[Records excerpted from a collection]
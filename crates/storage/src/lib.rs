//! Byte-prefixed key/value storage for the monetary policy state.
//!
//! The economics crate addresses every record through the key layout in
//! [`keys`]. Backends implement [`KvStore`]; writes are grouped in a
//! [`WriteBatch`] so a backend can apply them atomically. [`StagedStore`]
//! buffers writes over any backend and commits them as a single batch.

pub mod keys;
mod memory;
mod sled_store;
mod staged;

use serde::{de::DeserializeOwned, Serialize};
use std::sync::Arc;

pub use memory::MemoryStore;
pub use sled_store::SledStore;
pub use staged::StagedStore;

/// Storage errors
#[derive(thiserror::Error, Debug)]
pub enum StorageError {
    #[error("Database error: {0}")]
    Database(#[from] sled::Error),
    #[error("Serialization error: {0}")]
    Serialization(#[from] serde_json::Error),
    #[error("Corrupted value under key {key}: {reason}")]
    Corrupted { key: String, reason: String },
}

impl StorageError {
    pub fn corrupted(key: &[u8], reason: impl Into<String>) -> Self {
        StorageError::Corrupted {
            key: hex::encode(key),
            reason: reason.into(),
        }
    }
}

/// A key and its value.
pub type KvPair = (Vec<u8>, Vec<u8>);

#[derive(Debug, Clone, PartialEq, Eq)]
pub enum WriteOp {
    Put(Vec<u8>, Vec<u8>),
    Delete(Vec<u8>),
}

/// Ordered set of writes applied as one unit.
#[derive(Debug, Clone, Default, PartialEq, Eq)]
pub struct WriteBatch {
    ops: Vec<WriteOp>,
}

impl WriteBatch {
    pub fn new() -> Self {
        Self::default()
    }

    pub fn put(&mut self, key: impl Into<Vec<u8>>, value: impl Into<Vec<u8>>) {
        self.ops.push(WriteOp::Put(key.into(), value.into()));
    }

    pub fn delete(&mut self, key: impl Into<Vec<u8>>) {
        self.ops.push(WriteOp::Delete(key.into()));
    }

    pub fn len(&self) -> usize {
        self.ops.len()
    }

    pub fn is_empty(&self) -> bool {
        self.ops.is_empty()
    }

    pub fn ops(&self) -> &[WriteOp] {
        &self.ops
    }

    pub fn into_ops(self) -> Vec<WriteOp> {
        self.ops
    }
}

/// Abstract key/value store.
pub trait KvStore: Send + Sync {
    fn get(&self, key: &[u8]) -> Result<Option<Vec<u8>>, StorageError>;

    /// Entries whose key starts with `prefix`, in ascending key order.
    ///
    /// When `start` is set only keys `>= start` are returned. At most
    /// `limit` entries are returned when a limit is given.
    fn scan(
        &self,
        prefix: &[u8],
        start: Option<&[u8]>,
        limit: Option<usize>,
    ) -> Result<Vec<KvPair>, StorageError>;

    /// Apply every write of the batch, or none of them.
    fn apply_batch(&self, batch: WriteBatch) -> Result<(), StorageError>;

    fn set(&self, key: &[u8], value: &[u8]) -> Result<(), StorageError> {
        let mut batch = WriteBatch::new();
        batch.put(key, value);
        self.apply_batch(batch)
    }

    fn delete(&self, key: &[u8]) -> Result<(), StorageError> {
        let mut batch = WriteBatch::new();
        batch.delete(key);
        self.apply_batch(batch)
    }

    fn prefix_scan(&self, prefix: &[u8]) -> Result<Vec<KvPair>, StorageError> {
        self.scan(prefix, None, None)
    }
}

impl<T: KvStore + ?Sized> KvStore for Arc<T> {
    fn get(&self, key: &[u8]) -> Result<Option<Vec<u8>>, StorageError> {
        (**self).get(key)
    }

    fn scan(
        &self,
        prefix: &[u8],
        start: Option<&[u8]>,
        limit: Option<usize>,
    ) -> Result<Vec<KvPair>, StorageError> {
        (**self).scan(prefix, start, limit)
    }

    fn apply_batch(&self, batch: WriteBatch) -> Result<(), StorageError> {
        (**self).apply_batch(batch)
    }
}

/// Read and decode a JSON record.
pub fn get_json<T: DeserializeOwned>(
    store: &dyn KvStore,
    key: &[u8],
) -> Result<Option<T>, StorageError> {
    match store.get(key)? {
        Some(bytes) => Ok(Some(serde_json::from_slice(&bytes)?)),
        None => Ok(None),
    }
}

/// Encode and write a JSON record.
pub fn put_json<T: Serialize>(
    store: &dyn KvStore,
    key: &[u8],
    value: &T,
) -> Result<(), StorageError> {
    let bytes = serde_json::to_vec(value)?;
    store.set(key, &bytes)
}

/// Read a big-endian `u128` counter; missing keys read as zero.
pub fn get_u128(store: &dyn KvStore, key: &[u8]) -> Result<u128, StorageError> {
    match store.get(key)? {
        Some(bytes) => keys::decode_u128(key, &bytes),
        None => Ok(0),
    }
}

pub fn put_u128(store: &dyn KvStore, key: &[u8], value: u128) -> Result<(), StorageError> {
    store.set(key, &keys::encode_u128(value))
}

/// Read a big-endian `u64` counter; missing keys read as zero.
pub fn get_u64(store: &dyn KvStore, key: &[u8]) -> Result<u64, StorageError> {
    match store.get(key)? {
        Some(bytes) => keys::decode_u64(key, &bytes),
        None => Ok(0),
    }
}

pub fn put_u64(store: &dyn KvStore, key: &[u8], value: u64) -> Result<(), StorageError> {
    store.set(key, &value.to_be_bytes())
}

/// First key after every key that starts with `prefix`, if one exists.
pub(crate) fn prefix_upper_bound(prefix: &[u8]) -> Option<Vec<u8>> {
    let mut bound = prefix.to_vec();
    while let Some(last) = bound.pop() {
        if last < u8::MAX {
            bound.push(last + 1);
            return Some(bound);
        }
    }
    None
}

/// Lower bound of a prefix scan that may start past the prefix itself.
pub(crate) fn scan_lower_bound(prefix: &[u8], start: Option<&[u8]>) -> Vec<u8> {
    match start {
        Some(start) if start > prefix => start.to_vec(),
        _ => prefix.to_vec(),
    }
}

#[cfg(test)]
mod tests {
    use super::*;

    #[test]
    fn upper_bound_skips_saturated_bytes() {
        assert_eq!(prefix_upper_bound(&[0x13]), Some(vec![0x14]));
        assert_eq!(prefix_upper_bound(&[0x13, 0xFF]), Some(vec![0x14]));
        assert_eq!(prefix_upper_bound(&[0xFF, 0xFF]), None);
    }

    #[test]
    fn lower_bound_prefers_later_start() {
        assert_eq!(scan_lower_bound(&[0x13], None), vec![0x13]);
        assert_eq!(scan_lower_bound(&[0x13], Some(&[0x13, 0x05])), vec![0x13, 0x05]);
        assert_eq!(scan_lower_bound(&[0x13], Some(&[0x01])), vec![0x13]);
    }

    #[test]
    fn json_and_counter_helpers() {
        let store = MemoryStore::new();
        assert_eq!(get_u128(&store, b"c").unwrap(), 0);
        put_u128(&store, b"c", 42).unwrap();
        assert_eq!(get_u128(&store, b"c").unwrap(), 42);

        put_json(&store, b"j", &vec![1u32, 2, 3]).unwrap();
        let back: Option<Vec<u32>> = get_json(&store, b"j").unwrap();
        assert_eq!(back, Some(vec![1, 2, 3]));

        store.set(b"bad", &[1, 2, 3]).unwrap();
        assert!(matches!(
            get_u128(&store, b"bad"),
            Err(StorageError::Corrupted { .. })
        ));
    }
}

- [What the task requires]: The answer should be the full set of records, reproduced exactly.

- [Written response]:
filename crates/storage/src/lib.rs
//! Byte-prefixed key/value storage for the monetary policy state.
//!
//! The economics crate addresses every record through the key layout in
//! [`keys`]. Backends implement [`KvStore`]; writes are grouped in a
//! [`WriteBatch`] so a backend can apply them atomically. [`StagedStore`]
//! buffers writes over any backend and commits them as a single batch.

pub mod keys;
mod memory;
mod sled_store;
mod staged;

use serde::{de::DeserializeOwned, Serialize};
use std::sync::Arc;

pub use memory::MemoryStore;
pub use sled_store::SledStore;
pub use staged::StagedStore;

/// Storage errors
#[derive(thiserror::Error, Debug)]
pub enum StorageError {
    #[error("Database error: {0}")]
    Database(#[from] sled::Error),
    #[error("Serialization error: {0}")]
    Serialization(#[from] serde_json::Error),
    #[error("Corrupted value under key {key}: {reason}")]
    Corrupted { key: String, reason: String },
}

impl StorageError {
    pub fn corrupted(key: &[u8], reason: impl Into<String>) -> Self {
        StorageError::Corrupted {
            key: hex::encode(key),
            reason: reason.into(),
        }
    }
}

/// A key and its value.
pub type KvPair = (Vec<u8>, Vec<u8>);

#[derive(Debug, Clone, PartialEq, Eq)]
pub enum WriteOp {
    Put(Vec<u8>, Vec<u8>),
    Delete(Vec<u8>),
}

/// Ordered set of writes applied as one unit.
#[derive(Debug, Clone, Default, PartialEq, Eq)]
pub struct WriteBatch {
    ops: Vec<WriteOp>,
}

impl WriteBatch {
    pub fn new() -> Self {
        Self::default()
    }

    pub fn put(&mut self, key: impl Into<Vec<u8>>, value: impl Into<Vec<u8>>) {
        self.ops.push(WriteOp::Put(key.into(), value.into()));
    }

    pub fn delete(&mut self, key: impl Into<Vec<u8>>) {
        self.ops.push(WriteOp::Delete(key.into()));
    }

    pub fn len(&self) -> usize {
        self.ops.len()
    }

    pub fn is_empty(&self) -> bool {
        self.ops.is_empty()
    }

    pub fn ops(&self) -> &[WriteOp] {
        &self.ops
    }

    pub fn into_ops(self) -> Vec<WriteOp> {
        self.ops
    }
}

/// Abstract key/value store.
pub trait KvStore: Send + Sync {
    fn get(&self, key: &[u8]) -> Result<Option<Vec<u8>>, StorageError>;

    /// Entries whose key starts with `prefix`, in ascending key order.
    ///
    /// When `start` is set only keys `>= start` are returned. At most
    /// `limit` entries are returned when a limit is given.
    fn scan(
        &self,
        prefix: &[u8],
        start: Option<&[u8]>,
        limit: Option<usize>,
    ) -> Result<Vec<KvPair>, StorageError>;

    /// Apply every write of the batch, or none of them.
    fn apply_batch(&self, batch: WriteBatch) -> Result<(), StorageError>;

    fn set(&self, key: &[u8], value: &[u8]) -> Result<(), StorageError> {
        let mut batch = WriteBatch::new();
        batch.put(key, value);
        self.apply_batch(batch)
    }

    fn delete(&self, key: &[u8]) -> Result<(), StorageError> {
        let mut batch = WriteBatch::new();
        batch.delete(key);
        self.apply_batch(batch)
    }

    fn prefix_scan(&self, prefix: &[u8]) -> Result<Vec<KvPair>, StorageError> {
        self.scan(prefix, None, None)
    }
}

impl<T: KvStore + ?Sized> KvStore for Arc<T> {
    fn get(&self, key: &[u8]) -> Result<Option<Vec<u8>>, StorageError> {
        (**self).get(key)
    }

    fn scan(
        &self,
        prefix: &[u8],
        start: Option<&[u8]>,
        limit: Option<usize>,
    ) -> Result<Vec<KvPair>, StorageError> {
        (**self).scan(prefix, start, limit)
    }

    fn apply_batch(&self, batch: WriteBatch) -> Result<(), StorageError> {
        (**self).apply_batch(batch)
    }
}

/// Read and decode a JSON record.
pub fn get_json<T: DeserializeOwned>(
    store: &dyn KvStore,
    key: &[u8],
) -> Result<Option<T>, StorageError> {
    match store.get(key)? {
        Some(bytes) => Ok(Some(serde_json::from_slice(&bytes)?)),
        None => Ok(None),
    }
}

/// Encode and write a JSON record.
pub fn put_json<T: Serialize>(
    store: &dyn KvStore,
    key: &[u8],
    value: &T,
) -> Result<(), StorageError> {
    let bytes = serde_json::to_vec(value)?;
    store.set(key, &bytes)
}

/// Read a big-endian `u128` counter; missing keys read as zero.
pub fn get_u128(store: &dyn KvStore, key: &[u8]) -> Result<u128, StorageError> {
    match store.get(key)? {
        Some(bytes) => keys::decode_u128(key, &bytes),
        None => Ok(0),
    }
}

pub fn put_u128(store: &dyn KvStore, key: &[u8], value: u128) -> Result<(), StorageError> {
    store.set(key, &keys::encode_u128(value))
}

/// Read a big-endian `u64` counter; missing keys read as zero.
pub fn get_u64(store: &dyn KvStore, key: &[u8]) -> Result<u64, StorageError> {
    match store.get(key)? {
        Some(bytes) => keys::decode_u64(key, &bytes),
        None => Ok(0),
    }
}

pub fn put_u64(store: &dyn KvStore, key: &[u8], value: u64) -> Result<(), StorageError> {
    store.set(key, &value.to_be_bytes())
}

/// First key after every key that starts with `prefix`, if one exists.
pub(crate) fn prefix_upper_bound(prefix: &[u8]) -> Option<Vec<u8>> {
    let mut bound = prefix.to_vec();
    while let Some(last) = bound.pop() {
        if last < u8::MAX {
            bound.push(last + 1);
            return Some(bound);
        }
    }
    None
}

/// Lower bound of a prefix scan that may start past the prefix itself.
pub(crate) fn scan_lower_bound(prefix: &[u8], start: Option<&[u8]>) -> Vec<u8> {
    match start {
        Some(start) if start > prefix => start.to_vec(),
        _ => prefix.to_vec(),
    }
}

#[cfg(test)]
mod tests {
    use super::*;

    #[test]
    fn upper_bound_skips_saturated_bytes() {
        assert_eq!(prefix_upper_bound(&[0x13]), Some(vec![0x14]));
        assert_eq!(prefix_upper_bound(&[0x13, 0xFF]), Some(vec![0x14]));
        assert_eq!(prefix_upper_bound(&[0xFF, 0xFF]), None);
    }

    #[test]
    fn lower_bound_prefers_later_start() {
        assert_eq!(scan_lower_bound(&[0x13], None), vec![0x13]);
        assert_eq!(scan_lower_bound(&[0x13], Some(&[0x13, 0x05])), vec![0x13, 0x05]);
        assert_eq!(scan_lower_bound(&[0x13], Some(&[0x01])), vec![0x13]);
    }

    #[test]
    fn json_and_counter_helpers() {
        let store = MemoryStore::new();
        assert_eq!(get_u128(&store, b"c").unwrap(), 0);
        put_u128(&store, b"c", 42).unwrap();
        assert_eq!(get_u128(&store, b"c").unwrap(), 42);

        put_json(&store, b"j", &vec![1u32, 2, 3]).unwrap();
        let back: Option<Vec<u32>> = get_json(&store, b"j").unwrap();
        assert_eq!(back, Some(vec![1, 2, 3]));

        store.set(b"bad", &[1, 2, 3]).unwrap();
        assert!(matches!(
            get_u128(&store, b"bad"),
            Err(StorageError::Corrupted { .. })
        ));
    }
}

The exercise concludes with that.